Mesdames et Messieurs les Ambassadeurs, la maîtrise de nos finances publiques s’applique à tous. Comme
les autres structures de l’Etat, le Quai d’Orsay contribue depuis des années à cet effort. Je sais combien la
Révision générale des politiques publiques vous mobilise, et je sais combien elle suscite des interrogations et
des inquiétudes quant à l’avenir de notre action et de ses moyens. Je veux vous dire que je suis convaincu de
la nécessité pour notre pays, dans un monde de compétition, de continuer à disposer d’un outil diplomatique
performant. Et les réformes engagées depuis plus de trois ans, sous la direction et grâce à la détermination de
Bernard Kouchner, montrent avec quelle efficacité le ministère des Affaires étrangères a su changer ses
méthodes de travail et son organisation pour répondre à cette exigence. Ces réformes permettent non
seulement de préserver l’universalité de notre réseau, mais aussi de garantir le rôle pilote du ministère dans la
conduite de la politique extérieure de la France. Et à cet égard, je veux saluer l’adoption le mois dernier, de la
loi relative à l’action extérieure de l’Etat. Elle va permettre de renforcer la présence et l’influence de la
France à l’étranger dans le domaine de la culture, de la mobilité étudiante et de l’expertise. Avec la création
de trois nouveaux opérateurs - l’Institut français qui sera présidé par Xavier Darcos, CampusFrance et France
Expertise internationale - et en pleine association avec les autres ministères concernés, c’est bien le Quai
d’Orsay, Monsieur le Ministre, qui exercera le pilotage de ces politiques publiques décisives pour
promouvoir notre langue, pour promouvoir notre création artistique, pour promouvoir nos industries
culturelles, nos idées, nos savoirs et pour nous propulser dans la bataille mondiale de ce qu’on appelle le «
soft power ». Pour la première fois, l’autorité des Ambassadeurs sur les activités des opérateurs de l’action
extérieure de l’Etat reçoit une reconnaissance législative. Avec ces trois établissements, notre dispositif de
coopération, déjà doté d’opérateurs efficaces pour l’enseignement du français, pour l’audiovisuel extérieur et
pour l’aide au développement, est complété et parachevé. La volonté du Gouvernement, c’est de donner à la
réforme qui vient d’être votée, les moyens de réussir.

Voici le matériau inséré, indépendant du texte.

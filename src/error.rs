//! Error types for PackStream encoding and decoding.

/// Errors that can occur while packing or unpacking PackStream data.
#[derive(Debug, Clone, PartialEq, Eq, thiserror::Error)]
pub enum PackError {
    /// The value cannot be represented in the wire format.
    #[error("not packable: {0}")]
    NotPackable(String),

    /// The buffer length does not match what the marker or header implies.
    #[error("incorrect number of bytes: expected {expected}, got {actual}")]
    IncorrectNumberOfBytes { expected: usize, actual: usize },

    /// The first byte is not a marker of the type being decoded.
    #[error("unexpected marker byte: 0x{0:02X}")]
    UnexpectedByteMarker(u8),

    /// Marker and length are valid but the payload is not.
    #[error("incorrect value: {0}")]
    IncorrectValue(String),

    #[error("not implemented yet: {0}")]
    NotImplementedYet(String),

    /// A configured decode limit was hit.
    #[error("resource exhausted: {0}")]
    ResourceExhausted(String),
}

impl PackError {
    /// Builds an `IncorrectNumberOfBytes` error for a buffer that is too
    /// short or too long.
    pub(crate) fn length(expected: usize, actual: usize) -> Self {
        Self::IncorrectNumberOfBytes { expected, actual }
    }
}

/// Result type for pack and unpack operations.
pub type PackResult<T> = Result<T, PackError>;
//! Top-level pack/unpack facade.

use bytes::{Bytes, BytesMut};

use crate::codec::decode;
use crate::codec::encode::encode_value;
use crate::codec::scan::{DecodeOptions, Materialize, Measure, Scanner};
use crate::error::PackResult;
use crate::types::PackValue;

/// Packs and unpacks flat streams of independently encoded values.
///
/// ```
/// use packstream::{Packer, PackValue};
///
/// let packer = Packer::new().max_depth(64);
/// let bytes = packer.pack(&[PackValue::Int(1), PackValue::from("A")]).unwrap();
/// assert_eq!(&bytes[..], &[0x01, 0x81, 0x41]);
/// assert_eq!(packer.unpack_all(&bytes).unwrap().len(), 2);
/// ```
#[derive(Debug, Clone, Default)]
pub struct Packer {
    options: DecodeOptions,
}

impl Packer {
    /// Creates a packer with default decode options.
    pub fn new() -> Self {
        Self::default()
    }

    /// Creates a packer from explicit decode options.
    pub fn with_options(options: DecodeOptions) -> Self {
        Self { options }
    }

    /// Decodes unmapped marker bytes as null instead of failing.
    pub fn lenient_markers(mut self, lenient: bool) -> Self {
        self.options.lenient_markers = lenient;
        self
    }

    /// Sets the maximum container nesting accepted on decode.
    pub fn max_depth(mut self, depth: usize) -> Self {
        self.options.max_depth = depth;
        self
    }

    pub fn options(&self) -> &DecodeOptions {
        &self.options
    }

    /// Concatenates the independent encodings of `values`.
    ///
    /// No envelope is added: the result is not a list.
    pub fn pack(&self, values: &[PackValue]) -> PackResult<Bytes> {
        let mut buf = BytesMut::new();
        for value in values {
            encode_value(&mut buf, value)?;
        }
        Ok(buf.freeze())
    }

    /// Decodes a flat stream of values until the buffer is exhausted.
    ///
    /// An empty buffer yields no values. A trailing partial value is
    /// `IncorrectNumberOfBytes`.
    pub fn unpack_all(&self, bytes: &[u8]) -> PackResult<Vec<PackValue>> {
        let scanner = Scanner::new(Materialize, self.options);
        let mut values = Vec::new();
        let mut pos = 0;
        while pos < bytes.len() {
            let (len, value) = scanner.value(&bytes[pos..], 0).inspect_err(|e| {
                tracing::debug!(offset = pos, error = %e, "stream decode failed");
            })?;
            tracing::trace!(offset = pos, len, "decoded stream value");
            pos += len;
            values.push(value);
        }
        Ok(values)
    }

    /// Decodes a buffer holding exactly one value.
    pub fn unpack(&self, bytes: &[u8]) -> PackResult<PackValue> {
        decode::decode_value_with(bytes, &self.options).inspect_err(|e| {
            tracing::debug!(len = bytes.len(), error = %e, "value decode failed");
        })
    }

    /// Encoded length of the value starting at `bytes[0]`.
    pub fn size_for(&self, bytes: &[u8]) -> PackResult<usize> {
        Ok(Scanner::new(Measure, self.options).value(bytes, 0)?.0)
    }
}

/// Concatenates the independent encodings of `values`.
pub fn pack(values: &[PackValue]) -> PackResult<Bytes> {
    Packer::new().pack(values)
}

/// Decodes a buffer holding exactly one value with default options.
pub fn unpack(bytes: &[u8]) -> PackResult<PackValue> {
    Packer::new().unpack(bytes)
}

/// Decodes a flat stream of values with default options.
pub fn unpack_all(bytes: &[u8]) -> PackResult<Vec<PackValue>> {
    Packer::new().unpack_all(bytes)
}

#[cfg(test)]
mod tests {
    use super::*;
    use crate::error::PackError;
    use crate::types::{PackMap, PackStructure};

    #[test]
    fn pack_concatenates_without_envelope() {
        let bytes = pack(&[PackValue::Bool(true), PackValue::Bool(false), PackValue::Null]).unwrap();
        assert_eq!(&bytes[..], &[0xC3, 0xC2, 0xC0]);
    }

    #[test]
    fn pack_empty() {
        assert!(pack(&[]).unwrap().is_empty());
        assert_eq!(unpack_all(&[]), Ok(vec![]));
    }

    #[test]
    fn stream_round_trip() {
        let values = vec![
            PackValue::Int(5000),
            PackValue::from("A"),
            PackValue::List(vec![PackValue::Int(1), PackValue::Int(2), PackValue::Int(3)]),
            PackValue::Map(PackMap::from([("one".to_string(), PackValue::from("eins"))])),
            PackValue::Structure(PackStructure {
                signature: 0x4E,
                fields: vec![PackValue::Float(0.5), PackValue::Null],
            }),
            PackValue::Int(-16),
        ];
        let bytes = pack(&values).unwrap();
        assert_eq!(unpack_all(&bytes), Ok(values));
    }

    #[test]
    fn stream_trailing_partial_value() {
        assert_eq!(unpack_all(&[0x01, 0xC9, 0x00]), Err(PackError::length(3, 2)));
    }

    #[test]
    fn unpack_requires_single_value() {
        let list = unpack(&[0x93, 0x01, 0x02, 0x03]).unwrap();
        assert_eq!(list.as_list().map(|l| l.len()), Some(3));
        assert_eq!(unpack(&[0x01, 0x02]), Err(PackError::length(1, 2)));
        assert_eq!(unpack(&[0xC9, 0x00]), Err(PackError::length(3, 2)));
        assert_eq!(unpack(&[]), Err(PackError::length(1, 0)));
    }

    #[test]
    fn pack_failure_reports_not_packable() {
        let bad = PackValue::Structure(PackStructure {
            signature: 0xFF,
            fields: vec![],
        });
        assert!(matches!(
            pack(&[PackValue::Int(1), bad]),
            Err(PackError::NotPackable(_))
        ));
    }

    #[test]
    fn builder_options() {
        let packer = Packer::new().lenient_markers(true).max_depth(1);
        assert!(packer.options().lenient_markers);
        assert_eq!(packer.options().max_depth, 1);

        assert_eq!(packer.unpack_all(&[0xC4, 0x01]), Ok(vec![PackValue::Null, PackValue::Int(1)]));
        assert!(matches!(
            packer.unpack(&[0x91, 0x91, 0x01]),
            Err(PackError::ResourceExhausted(_))
        ));
        assert_eq!(Packer::new().unpack_all(&[0xC4]), Err(PackError::UnexpectedByteMarker(0xC4)));
    }

    #[test]
    fn size_for_each_stream_value() {
        let bytes = pack(&[PackValue::Str("x".repeat(20)), PackValue::Int(1)]).unwrap();
        let packer = Packer::with_options(DecodeOptions::default());
        assert_eq!(packer.size_for(&bytes), Ok(22));
        assert_eq!(packer.size_for(&bytes[22..]), Ok(1));
    }
}
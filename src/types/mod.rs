//! PackStream value types.

mod value;

pub(crate) use value::check_signature;
pub use value::{MAX_SIGNATURE, PackMap, PackStructure, PackValue};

En dépit d’une situation budgétaire que vous imaginez extrêmement tendue - la vérité c’est qu’on n’a jamais
fait un effort de réduction de la dépense publique aussi fort que celui que nous allons réaliser - j’ai donné
mon accord au ministre pour que la rallonge exceptionnelle, qui avait été accordée dès 2009, pour la
réorganisation de notre diplomatie culturelle soit pérennisée pour les trois prochaines années. Les crédits
pour la sécurité de nos personnels et de nos implantations seront à nouveau augmentés dès cette année et, je
le veux le dire, si nécessaire, les années suivantes. L’aide au développement, l’aide à l’Afghanistan et au
Pakistan, les bourses scolaires, l’aide sociale pour les Français en difficulté seront consolidées en 2011.

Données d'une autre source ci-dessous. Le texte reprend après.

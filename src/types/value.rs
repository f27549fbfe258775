//! PackStream value types.

use std::collections::HashMap;
use std::fmt;

use crate::error::{PackError, PackResult};

/// Type alias for PackStream maps (string keys only).
pub type PackMap = HashMap<String, PackValue>;

/// Largest signature a structure may carry.
pub const MAX_SIGNATURE: u8 = 0x7F;

/// A value in the PackStream format.
#[derive(Debug, Clone, PartialEq)]
pub enum PackValue {
    Null,
    Bool(bool),
    /// Decodes to the plain value regardless of the encoded width.
    Int(i64),
    Float(f64),
    Str(String),
    List(Vec<PackValue>),
    Map(PackMap),
    Structure(PackStructure),
}

/// A signature-tagged record: a signature byte plus ordered fields.
#[derive(Debug, Clone, PartialEq)]
pub struct PackStructure {
    pub signature: u8,
    pub fields: Vec<PackValue>,
}

impl PackStructure {
    /// Creates a structure, rejecting signatures above 127.
    pub fn new(signature: u8, fields: Vec<PackValue>) -> PackResult<Self> {
        check_signature(signature)?;
        Ok(Self { signature, fields })
    }
}

pub(crate) fn check_signature(signature: u8) -> PackResult<()> {
    if signature > MAX_SIGNATURE {
        Err(PackError::NotPackable(format!(
            "structure signature 0x{signature:02X} exceeds 0x7F"
        )))
    } else {
        Ok(())
    }
}

impl PackValue {
    pub fn is_null(&self) -> bool {
        matches!(self, Self::Null)
    }

    pub fn as_bool(&self) -> Option<bool> {
        match self {
            Self::Bool(b) => Some(*b),
            _ => None,
        }
    }

    /// Returns the value as an i64, if it is an `Int` variant.
    pub fn as_int(&self) -> Option<i64> {
        match self {
            Self::Int(i) => Some(*i),
            _ => None,
        }
    }

    pub fn as_float(&self) -> Option<f64> {
        match self {
            Self::Float(f) => Some(*f),
            _ => None,
        }
    }

    /// Returns the value as a string reference, if it is a `Str` variant.
    pub fn as_str(&self) -> Option<&str> {
        match self {
            Self::Str(s) => Some(s),
            _ => None,
        }
    }

    pub fn as_list(&self) -> Option<&[PackValue]> {
        match self {
            Self::List(items) => Some(items),
            _ => None,
        }
    }

    pub fn as_map(&self) -> Option<&PackMap> {
        match self {
            Self::Map(map) => Some(map),
            _ => None,
        }
    }

    pub fn as_structure(&self) -> Option<&PackStructure> {
        match self {
            Self::Structure(s) => Some(s),
            _ => None,
        }
    }
}

// -- Convenience conversions --

impl From<()> for PackValue {
    fn from(_: ()) -> Self {
        Self::Null
    }
}

impl From<bool> for PackValue {
    fn from(b: bool) -> Self {
        Self::Bool(b)
    }
}

impl From<i8> for PackValue {
    fn from(i: i8) -> Self {
        Self::Int(i64::from(i))
    }
}

impl From<i16> for PackValue {
    fn from(i: i16) -> Self {
        Self::Int(i64::from(i))
    }
}

impl From<i32> for PackValue {
    fn from(i: i32) -> Self {
        Self::Int(i64::from(i))
    }
}

impl From<i64> for PackValue {
    fn from(i: i64) -> Self {
        Self::Int(i)
    }
}

impl From<u8> for PackValue {
    fn from(i: u8) -> Self {
        Self::Int(i64::from(i))
    }
}

impl From<u16> for PackValue {
    fn from(i: u16) -> Self {
        Self::Int(i64::from(i))
    }
}

impl From<u32> for PackValue {
    fn from(i: u32) -> Self {
        Self::Int(i64::from(i))
    }
}

impl TryFrom<u64> for PackValue {
    type Error = PackError;

    fn try_from(i: u64) -> PackResult<Self> {
        i64::try_from(i)
            .map(Self::Int)
            .map_err(|_| PackError::NotPackable(format!("integer {i} exceeds 64-bit signed range")))
    }
}

impl TryFrom<usize> for PackValue {
    type Error = PackError;

    fn try_from(i: usize) -> PackResult<Self> {
        i64::try_from(i)
            .map(Self::Int)
            .map_err(|_| PackError::NotPackable(format!("integer {i} exceeds 64-bit signed range")))
    }
}

impl TryFrom<i128> for PackValue {
    type Error = PackError;

    fn try_from(i: i128) -> PackResult<Self> {
        i64::try_from(i)
            .map(Self::Int)
            .map_err(|_| PackError::NotPackable(format!("integer {i} exceeds 64-bit signed range")))
    }
}

impl From<f64> for PackValue {
    fn from(f: f64) -> Self {
        Self::Float(f)
    }
}

impl From<String> for PackValue {
    fn from(s: String) -> Self {
        Self::Str(s)
    }
}

impl From<&str> for PackValue {
    fn from(s: &str) -> Self {
        Self::Str(s.to_owned())
    }
}

impl From<Vec<PackValue>> for PackValue {
    fn from(v: Vec<PackValue>) -> Self {
        Self::List(v)
    }
}

impl From<PackMap> for PackValue {
    fn from(m: PackMap) -> Self {
        Self::Map(m)
    }
}

impl From<PackStructure> for PackValue {
    fn from(s: PackStructure) -> Self {
        Self::Structure(s)
    }
}

impl fmt::Display for PackValue {
    fn fmt(&self, f: &mut fmt::Formatter<'_>) -> fmt::Result {
        match self {
            Self::Null => write!(f, "null"),
            Self::Bool(b) => write!(f, "{b}"),
            Self::Int(i) => write!(f, "{i}"),
            Self::Float(v) => write!(f, "{v}"),
            Self::Str(s) => write!(f, "\"{s}\""),
            Self::List(items) => {
                write!(f, "[")?;
                write_joined(f, items)?;
                write!(f, "]")
            }
            Self::Map(map) => {
                write!(f, "{{")?;
                for (i, (k, v)) in map.iter().enumerate() {
                    if i > 0 {
                        write!(f, ", ")?;
                    }
                    write!(f, "{k}: {v}")?;
                }
                write!(f, "}}")
            }
            Self::Structure(s) => write!(f, "{s}"),
        }
    }
}

impl fmt::Display for PackStructure {
    fn fmt(&self, f: &mut fmt::Formatter<'_>) -> fmt::Result {
        write!(f, "struct<0x{:02X}>(", self.signature)?;
        write_joined(f, &self.fields)?;
        write!(f, ")")
    }
}

fn write_joined(f: &mut fmt::Formatter<'_>, items: &[PackValue]) -> fmt::Result {
    for (i, item) in items.iter().enumerate() {
        if i > 0 {
            write!(f, ", ")?;
        }
        write!(f, "{item}")?;
    }
    Ok(())
}

#[cfg(test)]
mod tests {
    use super::*;

    #[test]
    fn structure_signature_limit() {
        assert!(PackStructure::new(0x7F, vec![]).is_ok());
        assert!(matches!(
            PackStructure::new(0x80, vec![]),
            Err(PackError::NotPackable(_))
        ));
    }

    #[test]
    fn checked_integer_conversions() {
        assert_eq!(PackValue::try_from(42u64), Ok(PackValue::Int(42)));
        assert_eq!(
            PackValue::try_from(i64::MAX as u64),
            Ok(PackValue::Int(i64::MAX))
        );
        assert!(matches!(
            PackValue::try_from(u64::MAX),
            Err(PackError::NotPackable(_))
        ));
        assert!(matches!(
            PackValue::try_from(i128::from(i64::MIN) - 1),
            Err(PackError::NotPackable(_))
        ));
        assert_eq!(PackValue::try_from(7usize), Ok(PackValue::Int(7)));
    }

    #[test]
    fn structural_equality() {
        let a = PackValue::List(vec![PackValue::Int(1), PackValue::from("x")]);
        let b = PackValue::List(vec![PackValue::Int(1), PackValue::from("x")]);
        let c = PackValue::List(vec![PackValue::Float(1.0), PackValue::from("x")]);
        assert_eq!(a, b);
        assert_ne!(a, c);
    }

    #[test]
    fn display_nested() {
        let s = PackStructure::new(0x4E, vec![PackValue::Int(1), PackValue::Null]).unwrap();
        let v = PackValue::List(vec![PackValue::Bool(true), PackValue::Structure(s)]);
        assert_eq!(v.to_string(), "[true, struct<0x4E>(1, null)]");
    }

    #[test]
    fn accessors() {
        assert_eq!(PackValue::from("a").as_str(), Some("a"));
        assert_eq!(PackValue::Int(3).as_int(), Some(3));
        assert_eq!(PackValue::Int(3).as_str(), None);
        assert!(PackValue::from(()).is_null());
        assert_eq!(PackValue::Float(0.5).as_float(), Some(0.5));
        assert_eq!(PackValue::Bool(false).as_bool(), Some(false));
    }
}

J’ai veillé enfin à ce que la règle du non remplacement d’un départ sur deux à la retraite s’applique au Quai
d’Orsay, en tenant compte de la part minoritaire des diplomates de carrière dans l’ensemble des emplois pris
en charge par votre ministère. Mon objectif, c’est que les réductions d’effectifs décidées pour la deuxième
phase de la RGPP préservent le coeur du réseau diplomatique et consulaire.
Je crois, Mesdames et Messieurs les Ambassadeurs, au rôle singulier de la France dans le monde.
L’isolationnisme, le protectionnisme, le nationalisme étroit ne peuvent qu’étouffer nos ambitions. Votre
professionnalisme et votre dévouement, votre courage aussi pour beaucoup d’entre vous qui exercez ce
métier dans des conditions extrêmement difficiles, doivent être salués. C’est vous qui au quotidien, défendez
les intérêts et l’image de la France sur la scène internationale. C’est une tâche exigeante, c’est une tâche
difficile, mais je veux vous dire c’est une tâche qui prolonge la noblesse d’une Nation ancienne et respectée
et qui exige le meilleur de vous-mêmes.
Je vous remercie.


(source : site Internet du Premier ministre)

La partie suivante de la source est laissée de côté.